§ Task objective
From the material below, return every line that includes "layout".

§ Available data
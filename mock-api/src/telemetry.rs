use tracing::Subscriber;
use tracing::subscriber::set_global_default;
use tracing_log::LogTracer;
use tracing_subscriber::{EnvFilter, Registry, fmt, layer::SubscriberExt};

pub fn get_subscriber(env_filter: String) -> impl Subscriber + Sync + Send {
    let env_filter = EnvFilter::try_from_default_env()
        .unwrap_or_else(|_| EnvFilter::new(env_filter));
    let stderr = fmt::Layer::new()
        .with_writer(std::io::stderr)
        .pretty()
        .with_span_events(fmt::format::FmtSpan::CLOSE);
    Registry::default().with(env_filter).with(stderr)
}

/// Register a subscriber as global default to process span data.
///
/// It should only be called once!
pub fn init_subscriber(
    subscriber: impl Subscriber + Sync + Send,
) -> anyhow::Result<()> {
    LogTracer::init()?;
    set_global_default(subscriber)?;
    Ok(())
}
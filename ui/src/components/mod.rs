pub mod layout;
pub mod movie_details;
pub mod pagination_controls;
pub mod search_bar;
pub mod search_results;

pub use layout::MainLayout;
pub use movie_details::MovieDetailsPanel;
pub use pagination_controls::PaginationControls;
pub use search_bar::MovieSearchBar;
pub use search_results::MovieSearchResults;
use payloads::SearchResultItem;
use yew::prelude::*;

use crate::contexts::use_movie_details_context;

#[derive(Properties, PartialEq)]
pub struct MovieSearchResultsProps {
    pub movies: Vec<SearchResultItem>,
    pub data_is_loading: bool,
    pub show_no_results_message: bool,
    pub show_search_error: bool,
}

#[function_component]
pub fn MovieSearchResults(props: &MovieSearchResultsProps) -> Html {
    let context = use_movie_details_context();

    if props.data_is_loading {
        return html! {
            <div id="search-loading" class="text-center py-12">
                <p class="text-neutral-600 dark:text-neutral-400">
                    {"Loading movies..."}
                </p>
            </div>
        };
    }

    if props.show_search_error {
        return html! {
            <div id="search-error" class="p-4 mt-4 rounded-md bg-red-50 dark:bg-red-900/20 \
                        border border-red-200 dark:border-red-800">
                <p class="text-sm text-red-700 dark:text-red-400">
                    {"Something went wrong while searching. Please try again."}
                </p>
            </div>
        };
    }

    if props.show_no_results_message {
        return html! {
            <div id="no-results" class="text-center py-12">
                <p class="text-neutral-600 dark:text-neutral-400">
                    {"No movies found. Try a different title."}
                </p>
            </div>
        };
    }

    html! {
        <ul id="search-results" class="mt-4 divide-y divide-neutral-200 dark:divide-neutral-700">
            {for props.movies.iter().map(|movie| {
                let on_select = {
                    let context = context.clone();
                    let movie_id = movie.id.clone();
                    Callback::from(move |_: MouseEvent| {
                        context.select(movie_id.clone())
                    })
                };
                html! {
                    <li key={movie.id.to_string()}>
                        <button
                            onclick={on_select}
                            class="w-full flex items-center gap-4 py-3 px-2 \
                                   text-left hover:bg-neutral-50 \
                                   dark:hover:bg-neutral-800 rounded-md"
                        >
                            {match &movie.poster {
                                Some(poster) => html! {
                                    <img src={poster.clone()} alt=""
                                        class="w-10 h-14 object-cover rounded" />
                                },
                                None => html! {
                                    <div class="w-10 h-14 rounded \
                                                bg-neutral-200 dark:bg-neutral-700" />
                                },
                            }}
                            <span class="font-medium">{movie.title.clone()}</span>
                            {movie.year.as_ref().map(|year| html! {
                                <span class="text-sm text-neutral-500">
                                    {format!("({year})")}
                                </span>
                            })}
                        </button>
                    </li>
                }
            })}
        </ul>
    }
}
fn main() {
    ui::run();
}
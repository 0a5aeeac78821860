pub mod api_client;
pub mod details;
pub mod requests;
pub mod responses;

pub use api_client::{APIClient, ClientError};
pub use details::{MovieDetails, filter_movie_details};
pub use responses::RawRecord;

use derive_more::Display;
use serde::{Deserialize, Serialize};

/// Number of results the movie database returns per search page.
pub const PAGE_SIZE: u32 = 10;

/// Opaque identifier for a movie record in the external database.
///
/// The empty identifier means "nothing selected".
#[derive(
    Debug,
    Clone,
    Default,
    PartialEq,
    Eq,
    Hash,
    Display,
    Serialize,
    Deserialize,
)]
#[serde(transparent)]
pub struct MovieId(pub String);

impl MovieId {
    pub fn new(id: impl Into<String>) -> Self {
        Self(id.into())
    }

    pub fn is_empty(&self) -> bool {
        self.0.is_empty()
    }

    pub fn as_str(&self) -> &str {
        &self.0
    }
}

/// A title search for a single page of results.
///
/// Pages are 1-based. Text and page are replaced together when the user
/// starts a new search, so a new query always begins at page 1.
#[derive(Debug, Clone, PartialEq, Eq, Serialize, Deserialize)]
pub struct SearchQuery {
    pub text: String,
    pub page: u32,
}

impl Default for SearchQuery {
    fn default() -> Self {
        Self {
            text: String::new(),
            page: 1,
        }
    }
}

impl SearchQuery {
    pub fn new(text: impl Into<String>) -> Self {
        Self {
            text: text.into(),
            page: 1,
        }
    }

    /// The same search at another page. Pages below 1 clamp to 1.
    pub fn with_page(&self, page: u32) -> Self {
        Self {
            text: self.text.clone(),
            page: page.max(1),
        }
    }

    /// Translate a zero-based page index from a pagination control.
    pub fn at_selected_page(&self, selected: usize) -> Self {
        let page = u32::try_from(selected).unwrap_or(u32::MAX - 1) + 1;
        self.with_page(page)
    }

    /// Blank queries never reach the network.
    pub fn is_empty(&self) -> bool {
        self.text.trim().is_empty()
    }
}

/// The subset of a search hit the result list displays.
#[derive(Debug, Clone, PartialEq, Eq, Serialize, Deserialize)]
pub struct SearchResultItem {
    pub id: MovieId,
    pub title: String,
    pub year: Option<String>,
    pub poster: Option<String>,
}

/// One page of search results along with the total number of pages.
#[derive(Debug, Clone, Default, PartialEq, Eq, Serialize, Deserialize)]
pub struct SearchPage {
    pub results: Vec<SearchResultItem>,
    pub page_count: u32,
}

impl SearchPage {
    pub fn empty() -> Self {
        Self::default()
    }

    pub fn is_empty(&self) -> bool {
        self.results.is_empty()
    }
}

/// Number of pages needed to show `total_results` at [`PAGE_SIZE`] per page.
pub fn page_count(total_results: u32) -> u32 {
    total_results.div_ceil(PAGE_SIZE)
}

§ Answer section
pub mod layout;
pub use layout::MainLayout;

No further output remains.